KANO, Feb 8: The deadly H5N1 bird flu virus has spread to Africa for the first time where it has killed poultry in northern Nigeria, the World Organisation for Animal Health (OIE) said on Wednesday.

The UN body said it had detected a highly pathogenic form of the virus after testing at a laboratory in the Italian city of Padua. Suspicions about the virus were raised after thousands of chickens died on farms in three northern states of Africa’s most populous country.

Scientists fear that H5N1, which has killed at least 88 people in seven countries since it re-emerged in late 2003, could mutate into a form that passes easily from person to person, sparking a human influenza pandemic.

So far, victims have contracted the disease through close contact with infected birds. Cases of human infection are relatively few compared with the millions of birds that have contracted the disease.

The outbreak could have devastating consequences in Nigeria, where millions keep chickens in their backyards.

“If the situation in Nigeria gets out of control, it will have a devastating impact on the poultry population in the region, it will seriously damage the livelihoods of millions of people and it will increase the exposure of humans to the virus,” said Samuel Jutzi, a director of the U.N.’s Food and Agriculture Organisation (FAO) in Rome.
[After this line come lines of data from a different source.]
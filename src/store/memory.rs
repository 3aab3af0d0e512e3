//! In-memory [`AnnotationStore`].

use chrono::{DateTime, Duration, Utc};
use log::{debug, info};
use parking_lot::RwLock;
use std::collections::{BTreeMap, HashSet};

use super::group::{group_rows, AnnotationRow};
use super::AnnotationStore;
use crate::{Error, Result};
use texanno_core::{Annotation, Link, Save, SaveFilter, SaveKey, SaveSummary};

#[derive(Debug, Clone)]
struct StoredSave {
    save: Save,
    rows: Vec<AnnotationRow>,
    count: usize,
}

#[derive(Debug, Default)]
struct Inner {
    documents: BTreeMap<String, String>,
    saves: Vec<StoredSave>,
    last_timestamp: Option<DateTime<Utc>>,
    generated_names: usize,
}

impl Inner {
    /// Wall-clock time, bumped so every save gets a distinct timestamp at
    /// the microsecond precision timestamps are rendered with.
    fn next_timestamp(&mut self) -> DateTime<Utc> {
        let now = Utc::now();
        let ts = match self.last_timestamp {
            Some(last) if now <= last => last + Duration::microseconds(1),
            _ => now,
        };
        self.last_timestamp = Some(ts);
        ts
    }

    fn find_mut(&mut self, key: &SaveKey) -> Result<&mut StoredSave> {
        self.saves
            .iter_mut()
            .find(|s| s.save.key == *key)
            .ok_or_else(|| Error::not_found(format!("save '{}' at {}", key.savename, key.id_prefix())))
    }
}

/// Thread-safe store keeping everything in memory.
///
/// Annotations are kept in joined-row form and regrouped on load, the same
/// shape a relational backend would return.
#[derive(Debug, Default)]
pub struct MemoryStore {
    inner: RwLock<Inner>,
}

impl MemoryStore {
    /// Create an empty store.
    #[must_use]
    pub fn new() -> Self {
        Self::default()
    }

    /// Number of saves held, deleted ones included.
    #[must_use]
    pub fn save_count(&self) -> usize {
        self.inner.read().saves.len()
    }
}

impl AnnotationStore for MemoryStore {
    fn add_document(&self, file_id: &str, text: &str) -> Result<()> {
        self.inner
            .write()
            .documents
            .insert(file_id.to_string(), text.to_string());
        Ok(())
    }

    fn document_text(&self, file_id: &str) -> Result<String> {
        self.inner
            .read()
            .documents
            .get(file_id)
            .cloned()
            .ok_or_else(|| Error::not_found(format!("document '{}'", file_id)))
    }

    fn document_ids(&self) -> Result<Vec<String>> {
        Ok(self.inner.read().documents.keys().cloned().collect())
    }

    fn load_other_documents(&self, exclude_file_id: &str) -> Result<Vec<Annotation>> {
        let inner = self.inner.read();
        let mut latest: BTreeMap<&str, &StoredSave> = BTreeMap::new();
        for stored in inner
            .saves
            .iter()
            .filter(|s| !s.save.deleted && s.save.key.file_id != exclude_file_id)
        {
            let slot = latest.entry(stored.save.key.file_id.as_str()).or_insert(stored);
            if stored.save.key.timestamp > slot.save.key.timestamp {
                *slot = stored;
            }
        }
        debug!(
            "store: latest saves of {} documents besides {}",
            latest.len(),
            exclude_file_id
        );
        Ok(latest.values().flat_map(|s| group_rows(&s.rows)).collect())
    }

    fn insert_annotations(
        &self,
        file_id: &str,
        user_id: &str,
        annotations: &[Annotation],
        autosave: bool,
        savename: Option<&str>,
    ) -> Result<SaveKey> {
        for anno in annotations {
            anno.ensure_ordered()?;
        }

        let mut inner = self.inner.write();

        let savename = match savename {
            Some(name) if !name.trim().is_empty() => name.to_string(),
            _ => {
                inner.generated_names += 1;
                format!("save-{}", inner.generated_names)
            }
        };

        if autosave {
            let before = inner.saves.len();
            inner.saves.retain(|s| {
                !(s.save.autosave
                    && s.save.key.file_id == file_id
                    && s.save.key.user_id == user_id
                    && s.save.key.savename == savename)
            });
            if inner.saves.len() < before {
                debug!("store: replaced autosave '{}' of {} on {}", savename, user_id, file_id);
            }
        }

        // One row per distinct (start, end, tag); later duplicates are dropped.
        let mut seen = HashSet::new();
        let kept: Vec<Annotation> = annotations
            .iter()
            .filter(|a| seen.insert(a.span_key()))
            .map(|a| {
                let mut a = a.clone().with_file_id(file_id);
                a.links.clear();
                a
            })
            .collect();
        if kept.len() < annotations.len() {
            debug!(
                "store: dropped {} duplicate annotations",
                annotations.len() - kept.len()
            );
        }
        let links: Vec<Link> = annotations
            .iter()
            .flat_map(|a| a.links.iter().cloned())
            .collect();

        let timestamp = inner.next_timestamp();
        let key = SaveKey::new(file_id, user_id, savename, timestamp);
        let save = Save {
            key: key.clone(),
            is_final: false,
            autosave,
            deleted: false,
            start: kept.iter().find(|a| a.is_begin_sentinel()).map(|a| a.start),
            end: kept.iter().find(|a| a.is_end_sentinel()).map(|a| a.end),
        };

        info!(
            "store: {} '{}' by {} on {} ({} annotations, {} links)",
            if autosave { "autosave" } else { "save" },
            key.savename,
            user_id,
            file_id,
            kept.len(),
            links.len()
        );

        inner.saves.push(StoredSave {
            save,
            rows: AnnotationRow::join(&kept, &links),
            count: kept.len(),
        });
        Ok(key)
    }

    fn load_annotations(
        &self,
        file_id: &str,
        user_id: &str,
        timestamp: Option<&DateTime<Utc>>,
    ) -> Result<Vec<Annotation>> {
        let inner = self.inner.read();
        let stored = match timestamp {
            Some(ts) => Some(
                inner
                    .saves
                    .iter()
                    .find(|s| {
                        s.save.key.file_id == file_id
                            && s.save.key.user_id == user_id
                            && s.save.key.timestamp == *ts
                    })
                    .ok_or_else(|| {
                        Error::not_found(format!(
                            "save of {} on {} at {}",
                            user_id,
                            file_id,
                            texanno_core::format_timestamp(ts)
                        ))
                    })?,
            ),
            None => inner
                .saves
                .iter()
                .filter(|s| {
                    !s.save.deleted && s.save.key.file_id == file_id && s.save.key.user_id == user_id
                })
                .max_by_key(|s| s.save.key.timestamp),
        };
        Ok(stored.map(|s| group_rows(&s.rows)).unwrap_or_default())
    }

    fn load_saves(&self, filter: &SaveFilter) -> Result<Vec<SaveSummary>> {
        let inner = self.inner.read();
        let mut saves: Vec<SaveSummary> = inner
            .saves
            .iter()
            .filter(|s| filter.matches(&s.save))
            .map(|s| SaveSummary {
                save: s.save.clone(),
                count: s.count,
            })
            .collect();
        saves.sort_by(|a, b| b.save.key.timestamp.cmp(&a.save.key.timestamp));
        Ok(saves)
    }

    fn delete_save(&self, key: &SaveKey) -> Result<()> {
        let mut inner = self.inner.write();
        inner.find_mut(key)?.save.deleted = true;
        info!("store: deleted save '{}' of {}", key.savename, key.user_id);
        Ok(())
    }

    fn finalize_save(&self, key: &SaveKey) -> Result<bool> {
        let mut inner = self.inner.write();
        let stored = inner.find_mut(key)?;
        stored.save.is_final = !stored.save.is_final;
        info!(
            "store: save '{}' of {} final={}",
            key.savename, key.user_id, stored.save.is_final
        );
        Ok(stored.save.is_final)
    }

    fn initial_user(&self, savename: &str) -> Result<Option<String>> {
        Ok(self
            .inner
            .read()
            .saves
            .iter()
            .filter(|s| s.save.key.savename == savename)
            .min_by_key(|s| s.save.key.timestamp)
            .map(|s| s.save.key.user_id.clone()))
    }
}
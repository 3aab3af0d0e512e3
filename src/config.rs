//! Runtime configuration.
//!
//! Loaded from TOML, then overridden by `TEXANNO_*` environment variables,
//! then validated. Every key is optional:
//!
//! ```toml
//! tags = ["definition", "theorem", "proof", "example", "reference", "name"]
//! boundary = "half_open"      # or "inclusive"
//! ignore_endpoints = true
//! whole_file = false
//! preview_width = 75
//! tokenizer = "models/tokenizer.json"
//! ```

use log::warn;
use serde::{Deserialize, Serialize};
use std::path::{Path, PathBuf};

use crate::eval::score::{ScoreEngine, DEFAULT_PREVIEW_WIDTH};
use crate::export::AnnotationExporter;
use crate::tagging::{SpanBoundary, SpanIndex};
use crate::{Error, Result};

/// Tags scored and diffed when none are configured.
pub const DEFAULT_TAGS: &[&str] = &["definition", "theorem", "proof", "example", "reference", "name"];

fn default_tags() -> Vec<String> {
    DEFAULT_TAGS.iter().map(|t| t.to_string()).collect()
}

/// Top-level configuration.
#[derive(Debug, Clone, PartialEq, Eq, Serialize, Deserialize)]
#[serde(default)]
pub struct Config {
    /// Tags of interest for scoring and diffing, in report order.
    pub tags: Vec<String>,
    /// How annotation ends are read when tagging.
    pub boundary: SpanBoundary,
    /// Leave the window sentinel rows out of tag sequences.
    pub ignore_endpoints: bool,
    /// Tag the whole document instead of the annotated window.
    pub whole_file: bool,
    /// Characters of annotation text shown per diff line.
    pub preview_width: usize,
    /// Path to a HuggingFace `tokenizer.json`.
    #[serde(skip_serializing_if = "Option::is_none")]
    pub tokenizer: Option<PathBuf>,
}

impl Default for Config {
    fn default() -> Self {
        Self {
            tags: default_tags(),
            boundary: SpanBoundary::HalfOpen,
            ignore_endpoints: true,
            whole_file: false,
            preview_width: DEFAULT_PREVIEW_WIDTH,
            tokenizer: None,
        }
    }
}

impl Config {
    /// Load from a TOML file, apply environment overrides, validate.
    pub fn from_file(path: impl AsRef<Path>) -> Result<Self> {
        let path = path.as_ref();
        let contents = std::fs::read_to_string(path).map_err(|e| {
            Error::config(format!("failed to read config file '{}': {}", path.display(), e))
        })?;
        Self::parse_toml(&contents)
    }

    /// Parse a TOML string, apply environment overrides, validate.
    pub fn parse_toml(toml_str: &str) -> Result<Self> {
        let mut config: Config = toml::from_str(toml_str)
            .map_err(|e| Error::config(format!("failed to parse TOML config: {}", e)))?;
        config.apply_env_overrides();
        config.validate()?;
        Ok(config)
    }

    /// Defaults plus environment overrides, validated.
    pub fn from_env() -> Result<Self> {
        let mut config = Self::default();
        config.apply_env_overrides();
        config.validate()?;
        Ok(config)
    }

    /// Apply `TEXANNO_*` environment variables.
    ///
    /// - `TEXANNO_TAGS` → `tags` (`,` or `;` separated)
    /// - `TEXANNO_BOUNDARY` → `boundary`
    /// - `TEXANNO_IGNORE_ENDPOINTS` → `ignore_endpoints`
    /// - `TEXANNO_WHOLE_FILE` → `whole_file`
    /// - `TEXANNO_PREVIEW_WIDTH` → `preview_width`
    /// - `TEXANNO_TOKENIZER` → `tokenizer`
    ///
    /// Unparsable values are logged and ignored.
    pub fn apply_env_overrides(&mut self) {
        self.apply_overrides(|key| std::env::var(key).ok());
    }

    /// Apply overrides from an arbitrary key lookup.
    pub fn apply_overrides(&mut self, lookup: impl Fn(&str) -> Option<String>) {
        if let Some(v) = lookup("TEXANNO_TAGS") {
            self.tags = v
                .split([',', ';'])
                .map(str::trim)
                .filter(|t| !t.is_empty())
                .map(String::from)
                .collect();
        }
        if let Some(v) = lookup("TEXANNO_BOUNDARY") {
            match v.parse() {
                Ok(b) => self.boundary = b,
                Err(e) => warn!("config: ignoring TEXANNO_BOUNDARY: {}", e),
            }
        }
        if let Some(v) = lookup("TEXANNO_IGNORE_ENDPOINTS") {
            match parse_bool(&v) {
                Some(b) => self.ignore_endpoints = b,
                None => warn!("config: ignoring TEXANNO_IGNORE_ENDPOINTS={}", v),
            }
        }
        if let Some(v) = lookup("TEXANNO_WHOLE_FILE") {
            match parse_bool(&v) {
                Some(b) => self.whole_file = b,
                None => warn!("config: ignoring TEXANNO_WHOLE_FILE={}", v),
            }
        }
        if let Some(v) = lookup("TEXANNO_PREVIEW_WIDTH") {
            match v.trim().parse::<usize>() {
                Ok(w) => self.preview_width = w,
                Err(_) => warn!("config: ignoring TEXANNO_PREVIEW_WIDTH={}", v),
            }
        }
        if let Some(v) = lookup("TEXANNO_TOKENIZER") {
            self.tokenizer = if v.trim().is_empty() {
                None
            } else {
                Some(PathBuf::from(v))
            };
        }
    }

    /// Check value ranges.
    pub fn validate(&self) -> Result<()> {
        if self.tags.is_empty() {
            return Err(Error::config("tags must not be empty"));
        }
        if self.tags.iter().any(|t| t.trim().is_empty()) {
            return Err(Error::config("tags must not contain blank entries"));
        }
        if self.preview_width == 0 {
            return Err(Error::config("preview_width must be > 0"));
        }
        Ok(())
    }

    /// Character tagger for this configuration.
    #[must_use]
    pub fn span_index(&self) -> SpanIndex {
        SpanIndex::new(self.boundary).with_skip_endpoints(self.ignore_endpoints)
    }

    /// Exporter for this configuration.
    #[must_use]
    pub fn exporter(&self) -> AnnotationExporter {
        AnnotationExporter::new(self.span_index()).with_whole_file(self.whole_file)
    }

    /// Score engine for this configuration.
    #[must_use]
    pub fn score_engine(&self) -> ScoreEngine {
        ScoreEngine::new(self.preview_width)
    }

    /// Render as TOML.
    pub fn to_toml(&self) -> Result<String> {
        toml::to_string_pretty(self).map_err(|e| Error::config(format!("failed to render config: {}", e)))
    }
}

fn parse_bool(raw: &str) -> Option<bool> {
    match raw.trim().to_ascii_lowercase().as_str() {
        "1" | "true" | "yes" | "on" => Some(true),
        "0" | "false" | "no" | "off" => Some(false),
        _ => None,
    }
}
Nigerian Agriculture Minister Adamu Bello said there had not been any poultry workers infected so far. However, it would be difficult for authorities to know this for sure as mortality rates in impoverished Nigeria are among the highest in the world and people are often buried without any formal medical check.

Bello said the government would cull all chickens suspected to be infected with bird flu and quarantine all suspect farms. The government has budgeted between 1.7 and 2.0 billion naira ($13-$15.5 million) in compensation for culled birds.
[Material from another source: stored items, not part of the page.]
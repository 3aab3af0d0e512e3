//! Export command: annotations to IOB tags

use clap::Parser;

use super::super::output::{format_export, to_json, write_output};
use super::super::parser::{BoundaryArg, OutputFormat, TokensArg};
use super::super::utils::{build_tokenizer, read_annotations, read_input_file, warn_invalid};
use crate::config::Config;
use crate::export::ExportResult;
use texanno_core::Annotation;

/// Export annotations as character or token IOB tags
#[derive(Parser, Debug)]
pub struct ExportArgs {
    /// Document text file
    #[arg(short, long, value_name = "PATH")]
    pub text: String,

    /// Annotation JSON file
    #[arg(short, long, value_name = "PATH")]
    pub annotations: String,

    /// Tag the whole document instead of the annotated window
    #[arg(long)]
    pub whole_file: bool,

    /// Override the configured span end convention
    #[arg(long, value_enum)]
    pub boundary: Option<BoundaryArg>,

    /// Tag the begin/end annotation sentinels like other classes
    #[arg(long)]
    pub keep_endpoints: bool,

    /// Segmentation of the tagged text
    #[arg(long, value_enum, default_value = "chars")]
    pub tokens: TokensArg,

    /// Id of the annotation to use as window begin
    #[arg(long, value_name = "ID")]
    pub begin_id: Option<String>,

    /// Id of the annotation to use as window end
    #[arg(long, value_name = "ID")]
    pub end_id: Option<String>,

    /// Output format
    #[arg(long, value_enum, default_value = "human")]
    pub format: OutputFormat,

    /// Write output to file instead of stdout
    #[arg(short, long, value_name = "PATH")]
    pub output: Option<String>,
}

fn find_by_id<'a>(annotations: &'a [Annotation], id: Option<&str>) -> Result<Option<&'a Annotation>, String> {
    match id {
        None => Ok(None),
        Some(id) => annotations
            .iter()
            .find(|a| a.id == id)
            .map(Some)
            .ok_or_else(|| format!("no annotation with id '{}'", id)),
    }
}

/// Build the export described by `args`
pub fn build(args: &ExportArgs, config: &Config) -> Result<ExportResult, String> {
    let text = read_input_file(&args.text)?;
    let annotations = read_annotations(&args.annotations)?;
    warn_invalid(&annotations, &text, &args.annotations);

    let mut config = config.clone();
    if let Some(boundary) = args.boundary {
        config.boundary = boundary.into();
    }
    config.ignore_endpoints &= !args.keep_endpoints;
    config.whole_file |= args.whole_file;

    let begin = find_by_id(&annotations, args.begin_id.as_deref())?;
    let end = find_by_id(&annotations, args.end_id.as_deref())?;

    let exporter = config.exporter();
    let result = match build_tokenizer(args.tokens, &config)? {
        Some(tokenizer) => exporter.export_with(&annotations, &text, tokenizer.as_ref(), begin, end),
        None => exporter.export(&annotations, &text, None, begin, end),
    };
    result.map_err(|e| e.to_string())
}

/// Run the export command
pub fn run(args: ExportArgs, config: &Config) -> Result<(), String> {
    let result = build(&args, config)?;
    let rendered = match args.format {
        OutputFormat::Human => format_export(&result),
        OutputFormat::Json => to_json(&result)?,
    };
    write_output(&rendered, args.output.as_deref())
}
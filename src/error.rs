//! Error types for texanno.

use thiserror::Error;

/// Result type for texanno operations.
pub type Result<T> = std::result::Result<T, Error>;

/// Error type for texanno operations.
#[derive(Error, Debug)]
#[non_exhaustive]
pub enum Error {
    /// Export window cannot be resolved because there are no annotations.
    #[error("Cannot resolve export window: annotation set is empty")]
    EmptyAnnotationSet,

    /// System and reference tag sequences cover different segmentations.
    #[error("Length mismatch: system has {system} positions, reference has {reference}")]
    LengthMismatch {
        /// Number of positions in the system sequence.
        system: usize,
        /// Number of positions in the reference sequence.
        reference: usize,
    },

    /// Invalid input provided.
    #[error("Invalid input: {0}")]
    InvalidInput(String),

    /// Requested record does not exist.
    #[error("Not found: {0}")]
    NotFound(String),

    /// Parse error.
    #[error("Parse error: {0}")]
    Parse(String),

    /// Configuration error.
    #[error("Configuration error: {0}")]
    Config(String),

    /// Tokenizer failed to load or encode.
    #[error("Tokenizer error: {0}")]
    Tokenizer(String),

    /// IO error.
    #[error("IO error: {0}")]
    Io(#[from] std::io::Error),

    /// JSON (de)serialization error.
    #[error("JSON error: {0}")]
    Json(#[from] serde_json::Error),

    /// Error raised by the core record types.
    #[error(transparent)]
    Core(#[from] texanno_core::Error),
}

impl Error {
    /// Create an invalid input error.
    pub fn invalid_input(msg: impl Into<String>) -> Self {
        Error::InvalidInput(msg.into())
    }

    /// Create a not-found error.
    pub fn not_found(msg: impl Into<String>) -> Self {
        Error::NotFound(msg.into())
    }

    /// Create a parse error.
    pub fn parse(msg: impl Into<String>) -> Self {
        Error::Parse(msg.into())
    }

    /// Create a configuration error.
    pub fn config(msg: impl Into<String>) -> Self {
        Error::Config(msg.into())
    }

    /// Create a tokenizer error.
    pub fn tokenizer(msg: impl Into<String>) -> Self {
        Error::Tokenizer(msg.into())
    }
}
“The outbreak affected a commercial ... unit kept in battery cages, in Kaduna state (Jaji village), in the northern part of the country,” the OIE said.

Bello said the infected chicken from Kaduna state was first sent for testing on Jan. 16. It came as a day-old chick from a farm in neighbouring Kano state, and another case has been found in Plateau state, which also borders Kaduna, he added.

SPREAD OF VIRUS: Juan Lubroth, senior officer for infectious diseases with the FAO, said the genetic composition of the virus found in Nigeria was similar to the strain detected in Asia and Turkey.

“The fact that the virus is able to spread very rapidly is of great concern,” he said. A team of international experts will travel to Nigeria to advise local authorities.

Bello blamed illegal poultry imports for the outbreak.

In Kano city, farmers were selling chickens at less than half the normal price from farms where birds have been dying.

“I am confused. I lost 10 birds yesterday on my little farm and I cannot afford to lose more, so I came to the market to dispose of many of my birds at these ridiculous prices,” said Ismail Musa.

He was sitting in a crowded Kano market with 10 baskets that each contained about 20 live birds.

Migratory birds have been blamed for the spread of the virus westwards from Asia, but it is not clear how it reached Nigeria, with a poultry population of 140 million, after showing up most recently in eastern Europe, Iraq and Turkey.

Experts said it was important to act quickly to try to contain the virus.

“What is most important now is not how it got into Nigeria but how it can be prevented from leaving Nigeria,” said Associate Professor Phil Hockey, ornithologist at the Percy FitzPatrick Institute of African Ornithology in Cape Town.

“The prospect of bird flu loose in sub-Saharan Africa is a scary one because of the way that human and domestic bird populations are so closely intermingled,” he said.

Africans normally buy chickens live, often transport them in public transport and kill them at home.